== WHAT IS EXPECTED ==
Whenever a line in the data contains "every", show that line.

[Collected data entries]

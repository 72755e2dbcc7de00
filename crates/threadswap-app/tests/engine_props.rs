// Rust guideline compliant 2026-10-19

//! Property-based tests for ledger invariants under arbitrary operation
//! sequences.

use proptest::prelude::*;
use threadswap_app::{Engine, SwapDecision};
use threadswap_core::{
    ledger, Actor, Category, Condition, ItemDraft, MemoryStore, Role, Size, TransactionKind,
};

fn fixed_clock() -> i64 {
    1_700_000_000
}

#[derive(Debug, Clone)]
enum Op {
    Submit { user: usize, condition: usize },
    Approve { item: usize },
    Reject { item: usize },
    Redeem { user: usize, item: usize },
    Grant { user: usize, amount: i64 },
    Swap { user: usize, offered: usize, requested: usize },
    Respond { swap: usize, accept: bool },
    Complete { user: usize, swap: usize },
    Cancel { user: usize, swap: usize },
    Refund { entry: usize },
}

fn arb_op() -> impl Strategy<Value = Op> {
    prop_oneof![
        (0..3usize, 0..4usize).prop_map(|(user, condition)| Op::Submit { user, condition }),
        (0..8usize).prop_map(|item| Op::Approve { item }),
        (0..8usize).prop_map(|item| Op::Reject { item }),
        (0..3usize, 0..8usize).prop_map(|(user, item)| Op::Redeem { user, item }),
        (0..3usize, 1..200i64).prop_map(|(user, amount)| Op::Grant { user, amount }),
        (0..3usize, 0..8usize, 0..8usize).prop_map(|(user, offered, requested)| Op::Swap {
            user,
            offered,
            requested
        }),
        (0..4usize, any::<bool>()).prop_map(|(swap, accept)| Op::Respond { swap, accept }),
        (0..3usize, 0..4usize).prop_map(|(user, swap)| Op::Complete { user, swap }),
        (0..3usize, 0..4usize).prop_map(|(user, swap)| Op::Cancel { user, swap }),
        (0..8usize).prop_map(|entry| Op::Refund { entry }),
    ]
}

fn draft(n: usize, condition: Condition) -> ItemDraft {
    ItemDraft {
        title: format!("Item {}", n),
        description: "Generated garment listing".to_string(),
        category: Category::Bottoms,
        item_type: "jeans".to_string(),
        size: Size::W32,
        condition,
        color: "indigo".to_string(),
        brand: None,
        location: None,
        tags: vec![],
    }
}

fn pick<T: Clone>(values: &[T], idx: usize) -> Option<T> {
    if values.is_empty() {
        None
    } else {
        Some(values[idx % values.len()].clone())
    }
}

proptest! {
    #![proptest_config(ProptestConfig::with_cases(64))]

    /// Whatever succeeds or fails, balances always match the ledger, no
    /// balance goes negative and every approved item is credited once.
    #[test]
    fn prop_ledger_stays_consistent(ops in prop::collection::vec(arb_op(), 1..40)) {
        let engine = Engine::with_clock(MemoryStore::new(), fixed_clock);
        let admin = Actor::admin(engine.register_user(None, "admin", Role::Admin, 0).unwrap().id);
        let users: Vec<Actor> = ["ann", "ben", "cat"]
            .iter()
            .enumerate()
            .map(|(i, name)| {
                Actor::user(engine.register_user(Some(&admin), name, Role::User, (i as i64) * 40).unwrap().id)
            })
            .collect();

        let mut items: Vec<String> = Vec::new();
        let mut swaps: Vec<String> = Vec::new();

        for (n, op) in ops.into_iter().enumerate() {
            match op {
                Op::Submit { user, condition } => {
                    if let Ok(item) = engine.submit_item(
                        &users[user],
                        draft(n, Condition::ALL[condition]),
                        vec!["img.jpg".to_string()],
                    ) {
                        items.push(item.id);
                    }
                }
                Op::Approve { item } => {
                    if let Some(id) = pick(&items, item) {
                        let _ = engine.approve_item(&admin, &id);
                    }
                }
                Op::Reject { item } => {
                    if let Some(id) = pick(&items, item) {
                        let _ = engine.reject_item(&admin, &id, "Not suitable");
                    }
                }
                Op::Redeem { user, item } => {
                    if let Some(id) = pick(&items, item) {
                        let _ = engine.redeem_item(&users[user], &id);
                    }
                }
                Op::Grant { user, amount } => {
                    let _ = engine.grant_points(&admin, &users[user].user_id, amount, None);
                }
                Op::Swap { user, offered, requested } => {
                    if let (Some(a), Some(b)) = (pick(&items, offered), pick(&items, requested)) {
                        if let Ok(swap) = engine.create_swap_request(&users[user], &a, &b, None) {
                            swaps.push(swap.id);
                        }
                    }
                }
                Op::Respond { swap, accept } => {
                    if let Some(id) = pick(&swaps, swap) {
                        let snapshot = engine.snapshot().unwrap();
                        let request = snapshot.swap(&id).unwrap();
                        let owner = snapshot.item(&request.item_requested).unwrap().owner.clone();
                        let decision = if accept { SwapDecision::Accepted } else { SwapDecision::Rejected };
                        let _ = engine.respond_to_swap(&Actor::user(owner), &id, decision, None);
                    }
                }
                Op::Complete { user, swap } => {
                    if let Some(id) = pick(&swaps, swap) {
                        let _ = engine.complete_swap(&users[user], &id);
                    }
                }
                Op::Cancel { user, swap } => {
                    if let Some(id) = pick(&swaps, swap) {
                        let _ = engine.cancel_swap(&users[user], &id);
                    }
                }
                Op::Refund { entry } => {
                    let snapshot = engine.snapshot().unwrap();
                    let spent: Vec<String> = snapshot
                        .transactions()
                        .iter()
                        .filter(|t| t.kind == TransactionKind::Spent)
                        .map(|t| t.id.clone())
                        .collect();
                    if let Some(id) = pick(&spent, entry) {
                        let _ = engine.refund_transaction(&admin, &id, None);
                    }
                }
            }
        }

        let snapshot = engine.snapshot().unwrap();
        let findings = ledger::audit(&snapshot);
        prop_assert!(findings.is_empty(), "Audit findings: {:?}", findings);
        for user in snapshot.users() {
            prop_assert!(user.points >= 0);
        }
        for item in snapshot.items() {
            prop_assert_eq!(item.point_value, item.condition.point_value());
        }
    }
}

* * *

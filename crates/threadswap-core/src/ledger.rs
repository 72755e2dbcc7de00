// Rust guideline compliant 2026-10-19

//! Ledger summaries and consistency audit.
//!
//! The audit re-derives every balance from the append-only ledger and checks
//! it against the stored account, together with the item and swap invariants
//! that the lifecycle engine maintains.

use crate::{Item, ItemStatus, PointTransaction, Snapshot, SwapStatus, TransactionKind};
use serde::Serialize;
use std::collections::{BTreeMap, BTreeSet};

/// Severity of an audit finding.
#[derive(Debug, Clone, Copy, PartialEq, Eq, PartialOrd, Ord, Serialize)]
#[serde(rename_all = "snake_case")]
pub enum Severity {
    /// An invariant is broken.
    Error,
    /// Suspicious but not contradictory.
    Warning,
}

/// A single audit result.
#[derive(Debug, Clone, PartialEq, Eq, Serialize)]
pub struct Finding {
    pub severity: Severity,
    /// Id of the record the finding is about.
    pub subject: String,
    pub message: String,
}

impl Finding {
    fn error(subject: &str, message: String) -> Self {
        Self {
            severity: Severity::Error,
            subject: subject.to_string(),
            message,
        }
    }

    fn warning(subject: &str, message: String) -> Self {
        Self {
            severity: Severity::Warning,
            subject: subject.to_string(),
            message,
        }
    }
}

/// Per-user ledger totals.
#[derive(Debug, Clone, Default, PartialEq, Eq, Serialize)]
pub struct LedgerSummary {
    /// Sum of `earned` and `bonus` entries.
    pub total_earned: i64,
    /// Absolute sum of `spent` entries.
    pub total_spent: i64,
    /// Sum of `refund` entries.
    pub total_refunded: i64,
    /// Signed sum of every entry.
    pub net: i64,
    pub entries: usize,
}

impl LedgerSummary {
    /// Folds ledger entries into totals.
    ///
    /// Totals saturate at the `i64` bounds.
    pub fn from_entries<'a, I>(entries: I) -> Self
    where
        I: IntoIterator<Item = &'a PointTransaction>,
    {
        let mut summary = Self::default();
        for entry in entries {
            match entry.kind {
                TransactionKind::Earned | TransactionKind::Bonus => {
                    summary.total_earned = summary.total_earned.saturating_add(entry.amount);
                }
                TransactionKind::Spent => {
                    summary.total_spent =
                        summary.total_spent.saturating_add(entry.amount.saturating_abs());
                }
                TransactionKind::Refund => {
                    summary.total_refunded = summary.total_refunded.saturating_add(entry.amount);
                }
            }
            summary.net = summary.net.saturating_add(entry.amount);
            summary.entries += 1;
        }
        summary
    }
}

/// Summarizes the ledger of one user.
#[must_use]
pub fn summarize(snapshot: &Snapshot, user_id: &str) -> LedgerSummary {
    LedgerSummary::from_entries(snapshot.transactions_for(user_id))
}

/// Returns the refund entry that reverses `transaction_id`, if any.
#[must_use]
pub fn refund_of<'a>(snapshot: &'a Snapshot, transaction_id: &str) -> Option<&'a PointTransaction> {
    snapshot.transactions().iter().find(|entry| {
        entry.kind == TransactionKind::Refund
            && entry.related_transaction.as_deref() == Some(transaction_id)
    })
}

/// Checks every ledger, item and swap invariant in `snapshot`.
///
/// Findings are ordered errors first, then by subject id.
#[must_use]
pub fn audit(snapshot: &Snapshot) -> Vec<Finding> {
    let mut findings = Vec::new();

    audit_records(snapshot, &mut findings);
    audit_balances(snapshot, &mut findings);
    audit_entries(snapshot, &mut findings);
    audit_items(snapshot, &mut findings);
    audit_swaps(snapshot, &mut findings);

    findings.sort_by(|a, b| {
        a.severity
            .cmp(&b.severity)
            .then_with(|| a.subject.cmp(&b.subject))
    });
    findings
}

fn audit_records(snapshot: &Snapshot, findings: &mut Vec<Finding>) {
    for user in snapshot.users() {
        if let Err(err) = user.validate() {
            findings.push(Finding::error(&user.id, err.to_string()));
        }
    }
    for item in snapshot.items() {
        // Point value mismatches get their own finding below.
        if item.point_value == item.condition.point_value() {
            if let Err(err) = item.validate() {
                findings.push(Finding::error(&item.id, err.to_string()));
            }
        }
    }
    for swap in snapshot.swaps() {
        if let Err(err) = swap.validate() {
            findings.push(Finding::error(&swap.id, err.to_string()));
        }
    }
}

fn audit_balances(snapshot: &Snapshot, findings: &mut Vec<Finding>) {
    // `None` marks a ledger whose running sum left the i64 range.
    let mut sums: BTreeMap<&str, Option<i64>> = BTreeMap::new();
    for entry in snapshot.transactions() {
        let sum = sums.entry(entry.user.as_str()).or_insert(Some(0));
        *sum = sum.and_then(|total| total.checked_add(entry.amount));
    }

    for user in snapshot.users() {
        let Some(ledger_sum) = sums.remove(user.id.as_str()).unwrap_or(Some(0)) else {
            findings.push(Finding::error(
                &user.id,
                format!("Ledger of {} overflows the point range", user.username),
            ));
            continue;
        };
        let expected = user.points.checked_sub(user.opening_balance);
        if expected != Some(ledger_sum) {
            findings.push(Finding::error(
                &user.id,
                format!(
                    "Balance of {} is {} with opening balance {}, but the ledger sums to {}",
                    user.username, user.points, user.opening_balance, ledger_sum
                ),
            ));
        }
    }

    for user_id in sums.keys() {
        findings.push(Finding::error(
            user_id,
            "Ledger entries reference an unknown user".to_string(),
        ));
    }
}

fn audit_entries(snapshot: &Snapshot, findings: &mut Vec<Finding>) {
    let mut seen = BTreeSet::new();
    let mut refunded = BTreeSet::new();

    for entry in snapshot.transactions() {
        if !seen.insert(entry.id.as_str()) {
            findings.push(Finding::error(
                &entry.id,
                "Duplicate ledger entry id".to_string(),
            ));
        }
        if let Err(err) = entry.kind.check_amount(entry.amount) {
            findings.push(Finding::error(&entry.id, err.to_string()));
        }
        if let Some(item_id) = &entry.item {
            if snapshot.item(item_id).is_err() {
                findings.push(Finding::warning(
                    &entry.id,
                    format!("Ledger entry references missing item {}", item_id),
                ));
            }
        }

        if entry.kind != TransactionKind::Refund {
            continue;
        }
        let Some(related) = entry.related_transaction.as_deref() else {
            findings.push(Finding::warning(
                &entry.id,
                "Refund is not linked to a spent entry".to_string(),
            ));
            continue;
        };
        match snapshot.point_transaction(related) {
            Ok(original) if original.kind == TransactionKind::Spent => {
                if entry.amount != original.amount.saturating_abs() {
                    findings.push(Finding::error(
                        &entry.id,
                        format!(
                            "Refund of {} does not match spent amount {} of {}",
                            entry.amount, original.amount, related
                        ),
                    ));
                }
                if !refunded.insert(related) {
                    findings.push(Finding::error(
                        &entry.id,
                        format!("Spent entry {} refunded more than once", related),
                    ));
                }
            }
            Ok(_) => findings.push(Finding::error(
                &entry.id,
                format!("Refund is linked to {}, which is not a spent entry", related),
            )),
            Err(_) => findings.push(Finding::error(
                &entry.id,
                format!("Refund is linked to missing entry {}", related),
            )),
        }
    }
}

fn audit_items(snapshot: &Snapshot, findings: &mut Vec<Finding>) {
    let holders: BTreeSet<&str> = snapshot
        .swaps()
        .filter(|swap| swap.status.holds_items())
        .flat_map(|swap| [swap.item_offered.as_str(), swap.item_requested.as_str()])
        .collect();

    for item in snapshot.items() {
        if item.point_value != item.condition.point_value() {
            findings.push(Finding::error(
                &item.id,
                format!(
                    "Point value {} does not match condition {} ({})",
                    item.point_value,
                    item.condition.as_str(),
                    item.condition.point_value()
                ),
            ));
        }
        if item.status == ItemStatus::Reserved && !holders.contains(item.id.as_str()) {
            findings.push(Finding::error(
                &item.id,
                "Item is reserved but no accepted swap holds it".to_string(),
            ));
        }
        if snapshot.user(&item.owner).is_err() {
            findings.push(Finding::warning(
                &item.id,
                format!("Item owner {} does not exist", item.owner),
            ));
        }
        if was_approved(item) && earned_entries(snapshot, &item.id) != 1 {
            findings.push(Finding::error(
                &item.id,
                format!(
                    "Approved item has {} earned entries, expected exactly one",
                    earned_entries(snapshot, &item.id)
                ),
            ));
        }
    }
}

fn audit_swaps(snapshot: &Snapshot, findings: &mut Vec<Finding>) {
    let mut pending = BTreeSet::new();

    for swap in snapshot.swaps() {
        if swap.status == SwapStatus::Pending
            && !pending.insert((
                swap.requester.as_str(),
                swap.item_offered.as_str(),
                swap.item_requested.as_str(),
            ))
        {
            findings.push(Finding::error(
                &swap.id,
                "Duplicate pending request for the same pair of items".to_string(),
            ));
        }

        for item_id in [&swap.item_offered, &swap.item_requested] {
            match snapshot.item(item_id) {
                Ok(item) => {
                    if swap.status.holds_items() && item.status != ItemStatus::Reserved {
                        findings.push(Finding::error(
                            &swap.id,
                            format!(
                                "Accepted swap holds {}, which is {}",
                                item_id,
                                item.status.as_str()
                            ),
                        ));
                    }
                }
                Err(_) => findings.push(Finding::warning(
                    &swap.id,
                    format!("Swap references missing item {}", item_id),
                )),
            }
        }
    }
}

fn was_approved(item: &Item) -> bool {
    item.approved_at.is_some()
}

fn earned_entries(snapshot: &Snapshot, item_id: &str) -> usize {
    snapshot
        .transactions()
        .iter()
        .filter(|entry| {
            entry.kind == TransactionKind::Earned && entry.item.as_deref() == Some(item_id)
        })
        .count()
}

==

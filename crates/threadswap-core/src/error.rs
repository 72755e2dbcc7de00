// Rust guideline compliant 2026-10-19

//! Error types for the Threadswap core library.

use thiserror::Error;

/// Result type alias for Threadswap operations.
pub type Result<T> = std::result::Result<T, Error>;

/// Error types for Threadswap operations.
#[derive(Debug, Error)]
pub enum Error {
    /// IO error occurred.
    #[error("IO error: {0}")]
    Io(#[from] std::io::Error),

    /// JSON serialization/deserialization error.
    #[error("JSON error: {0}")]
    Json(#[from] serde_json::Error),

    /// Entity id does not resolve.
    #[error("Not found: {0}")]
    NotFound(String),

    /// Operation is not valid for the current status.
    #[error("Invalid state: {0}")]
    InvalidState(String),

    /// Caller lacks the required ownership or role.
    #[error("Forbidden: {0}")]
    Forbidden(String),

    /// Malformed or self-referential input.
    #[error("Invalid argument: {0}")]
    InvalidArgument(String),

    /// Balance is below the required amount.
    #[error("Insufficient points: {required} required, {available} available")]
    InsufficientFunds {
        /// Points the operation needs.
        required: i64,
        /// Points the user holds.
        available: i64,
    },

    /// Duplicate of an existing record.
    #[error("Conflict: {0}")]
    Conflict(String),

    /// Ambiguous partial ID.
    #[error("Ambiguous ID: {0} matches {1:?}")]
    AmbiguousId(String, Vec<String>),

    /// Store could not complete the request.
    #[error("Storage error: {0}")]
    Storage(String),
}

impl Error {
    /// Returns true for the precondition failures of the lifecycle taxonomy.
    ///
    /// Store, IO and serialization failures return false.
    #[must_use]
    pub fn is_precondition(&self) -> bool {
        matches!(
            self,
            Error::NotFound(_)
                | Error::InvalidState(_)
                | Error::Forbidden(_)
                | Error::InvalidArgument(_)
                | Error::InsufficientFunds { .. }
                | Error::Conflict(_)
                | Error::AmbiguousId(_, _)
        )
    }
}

== RESPONSE BELOW ==
    /// balance goes negative and every approved item is credited once.
//! The audit re-derives every balance from the append-only ledger and checks
    /// Signed sum of every entry.
/// Checks every ledger, item and swap invariant in `snapshot`.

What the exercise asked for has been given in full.